The Vietnam War, which took place from the 1960s to early '70s, was one of the United States' most controversial wars. In 1965, the U.S. sent troops to prevent the South Vietnamese government from collapsing. Proponents of the war thought the U.S. should stay in South Vietnam so it would not fall to North Vietnamese communists. Critics argued that the war was immoral and the South Vietnamese government lacked political legitimacy. Opposition to the war grew in the U.S. and in the late 1960s most of the public was against it.

After U.S. troops pulled out of Vietnam, the south was brought under communist control in 1975.

In Washington, the black granite wall of the Vietnam Veterans Memorial contains the names of the more than 58,000 American military who died in Vietnam.

Janis Nark was an Army nurse in Vietnam who is on the memorial's board of directors. "I remember the first object that brought me to my knees was a pair of worn combat boots that I could just picture being removed from a wounded or dying soldier."

The U.S. National Park Service oversees the Vietnam Veterans Memorial. The Park Service's Pam West says when the memorial was opened to the public no one imagined so many personal items would be left there. She thinks it is a way for the generation of the 1960s to heal from a controversial war.

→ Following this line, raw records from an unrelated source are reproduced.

impl<V: ValueParser> OptionParser<V> {
    /// Describe this option for help documents and completion annotations.
    pub fn help(mut self, text: impl Into<Message>) -> Self {
        self.help = Some(text.into());
        self
    }

    /// Override the value placeholder shown in usage lines.
    pub fn metavar(mut self, metavar: impl Into<String>) -> Self {
        self.metavar = Some(metavar.into());
        self
    }

    /// Replace the stock message for one failure kind.
    pub fn error(mut self, kind: ErrorKind, hook: impl Into<ErrorHook>) -> Self {
        self.overrides.insert(kind, hook.into());
        self
    }

    fn fail(
        &self,
        kind: ErrorKind,
        token: &str,
        consumed: usize,
        stock: impl FnOnce() -> Message,
    ) -> Failure {
        let expected = name_strings(&self.names);
        let context = ErrorContext {
            token: Some(token),
            expected: &expected,
            suggestions: &[],
        };
        Failure {
            kind,
            message: self.overrides.build(kind, &context, stock),
            consumed,
        }
    }

    fn primary_name(&self) -> String {
        self.names[0].to_string()
    }

    fn resolved_metavar(&self) -> String {
        if let Some(custom) = &self.metavar {
            return custom.clone();
        }
        if let Some(opinion) = self.value.metavar() {
            return opinion;
        }
        for name in &self.names {
            if let OptionName::Long(long) = name {
                return long.to_uppercase().replace('-', "_");
            }
        }
        match &self.names[0] {
            OptionName::Short(short) => short.to_uppercase().to_string(),
            OptionName::Dos(dos) => dos.to_uppercase(),
            OptionName::Long(_) => unreachable!("internal error - long name not resolved"),
        }
    }

    fn resolve(&self, context: &ParseContext<Option<V::Value>>) -> Claim {
        let head = match context.head() {
            Some(head) => head.to_string(),
            None => return Claim::Fail(end_of_input(Message::from("expected an option"))),
        };

        if context.options_terminated() {
            return Claim::Fail(match match_names(&self.names, &classify(&head)) {
                NameMatch::Hit { .. } => {
                    let stock = terminated_refusal(&head);
                    self.fail(ErrorKind::OptionsTerminated, &head, 0, || stock.message)
                }
                _ => decline(&head),
            });
        }

        match match_names(&self.names, &classify(&head)) {
            NameMatch::Terminator => Claim::Terminator,
            NameMatch::Other | NameMatch::Plain => Claim::Fail(decline(&head)),
            NameMatch::Hit {
                remainder: Some(_), ..
            } => {
                // A value-taking option cannot sit mid-bundle.
                Claim::Fail(decline(&head))
            }
            NameMatch::Hit {
                name,
                attached,
                remainder: None,
            } => {
                if context.state().is_some() {
                    return Claim::Fail(self.fail(ErrorKind::DuplicateOption, &head, 1, || {
                        Message::new()
                            .text("option")
                            .option_name(name.to_string())
                            .text("appears more than once")
                    }));
                }

                match attached {
                    Some(text) => Claim::Value { text, consumed: 1 },
                    None => match context.buffer().get(1) {
                        Some(next) => Claim::Value {
                            text: next.clone(),
                            consumed: 2,
                        },
                        None => Claim::Fail(self.fail(ErrorKind::EndOfInput, &head, 1, || {
                            Message::new()
                                .text("option")
                                .option_name(name.to_string())
                                .text("requires a value")
                        })),
                    },
                }
            }
        }
    }

    fn invalid_value(&self, consumed: usize, text: &str, inner: Message) -> Failure {
        self.fail(ErrorKind::InvalidValue, text, consumed, || {
            Message::new()
                .text("invalid value for")
                .option_name(self.primary_name())
                .text(":")
                .extend(inner)
        })
    }
}

impl<V> Parser for OptionParser<V>
where
    V: ValueParser,
    V::Value: Clone,
{
    type State = Option<V::Value>;
    type Value = V::Value;

    fn priority(&self) -> Priority {
        Priority::OPTION
    }

    fn mode(&self) -> Mode {
        self.value.mode()
    }

    fn usage(&self) -> Vec<UsageTerm> {
        vec![UsageTerm::Option {
            names: self.names.clone(),
            metavar: Some(self.resolved_metavar()),
        }]
    }

    fn initial_state(&self) -> Self::State {
        None
    }

    fn parse(&self, context: ParseContext<Self::State>) -> Outcome<Self::State> {
        match self.resolve(&context) {
            Claim::Terminator => Ok(context.accept_terminator()),
            Claim::Fail(failure) => Err(failure),
            Claim::Value { text, consumed } => match self.value.parse(&text) {
                Ok(value) => Ok(context
                    .map_state(|_| Some(value))
                    .advance(consumed)
                    .claimed_by(self.priority())),
                Err(inner) => Err(self.invalid_value(consumed, &text, inner)),
            },
        }
    }

    fn parse_async<'f>(
        &'f self,
        context: ParseContext<Self::State>,
    ) -> BoxFuture<'f, Outcome<Self::State>>
    where
        Self::State: 'f,
    {
        Box::pin(async move {
            match self.resolve(&context) {
                Claim::Terminator => Ok(context.accept_terminator()),
                Claim::Fail(failure) => Err(failure),
                Claim::Value { text, consumed } => match self.value.parse_async(&text).await {
                    Ok(value) => Ok(context
                        .map_state(|_| Some(value))
                        .advance(consumed)
                        .claimed_by(self.priority())),
                    Err(inner) => Err(self.invalid_value(consumed, &text, inner)),
                },
            }
        })
    }

    fn complete(&self, state: Self::State) -> Result<Self::Value, Failure> {
        match state {
            Some(value) => Ok(value),
            None => Err(self.fail(ErrorKind::MissingRequired, "", 0, || {
                Message::new()
                    .text("missing required option")
                    .option_names(name_strings(&self.names))
            })),
        }
    }

    fn suggest(&self, context: &ParseContext<Self::State>, prefix: &str) -> Vec<Suggestion> {
        if context.options_terminated() {
            return Vec::new();
        }

        let buffer = context.buffer();
        if buffer.is_empty() {
            if context.state().is_some() {
                return Vec::new();
            }
            let mut suggestions = name_suggestions(&self.names, self.help.as_ref(), prefix);
            for name in &self.names {
                let lead = format!("{name}=");
                if let Some(rest) = prefix.strip_prefix(lead.as_str()) {
                    suggestions.extend(self.value.suggest(rest).into_iter().map(
                        |suggestion| match suggestion {
                            Suggestion::Literal { text, note } => Suggestion::Literal {
                                text: format!("{lead}{text}"),
                                note,
                            },
                            file => file,
                        },
                    ));
                }
            }
            return suggestions;
        }

        // A stranded name token means the cursor sits in our value slot;
        // nothing but value candidates may leak out of it.
        if buffer.len() == 1 {
            if let NameMatch::Hit {
                attached: None,
                remainder: None,
                ..
            } = match_names(&self.names, &classify(&buffer[0]))
            {
                return self.value.suggest(prefix);
            }
        }

        Vec::new()
    }

    fn suggest_async<'f>(
        &'f self,
        context: &'f ParseContext<Self::State>,
        prefix: &'f str,
    ) -> BoxFuture<'f, Vec<Suggestion>> {
        Box::pin(async move {
            if context.options_terminated() {
                return Vec::new();
            }

            let buffer = context.buffer();
            if buffer.is_empty() {
                if context.state().is_some() {
                    return Vec::new();
                }
                let mut suggestions = name_suggestions(&self.names, self.help.as_ref(), prefix);
                for name in &self.names {
                    let lead = format!("{name}=");
                    if let Some(rest) = prefix.strip_prefix(lead.as_str()) {
                        suggestions.extend(self.value.suggest_async(rest).await.into_iter().map(
                            |suggestion| match suggestion {
                                Suggestion::Literal { text, note } => Suggestion::Literal {
                                    text: format!("{lead}{text}"),
                                    note,
                                },
                                file => file,
                            },
                        ));
                    }
                }
                return suggestions;
            }

            if buffer.len() == 1 {
                if let NameMatch::Hit {
                    attached: None,
                    remainder: None,
                    ..
                } = match_names(&self.names, &classify(&buffer[0]))
                {
                    return self.value.suggest_async(prefix).await;
                }
            }

            Vec::new()
        })
    }

    fn doc_fragments(
        &self,
        _availability: DocState<'_, Self::State>,
        default: Option<Message>,
    ) -> DocFragments {
        DocFragments::entry(DocEntry {
            term: UsageTerm::Option {
                names: self.names.clone(),
                metavar: Some(self.resolved_metavar()),
            },
            description: self.help.clone(),
            default,
            choices: self
                .value
                .choices()
                .map(|spellings| Message::new().values(spellings)),
        })
    }
}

"We protested together, we grieved together and I think it was really the beginning of this public grieving that you see now. And so when this phenomena happened with this collection, it was unexpected, you know, just things that are unbelievable that you would leave at a public memorial."

The museum resource center is not open to the public. But items from the collection will be displayed at an underground educational facility that is being built near the memorial. It is expected to be completed in three years.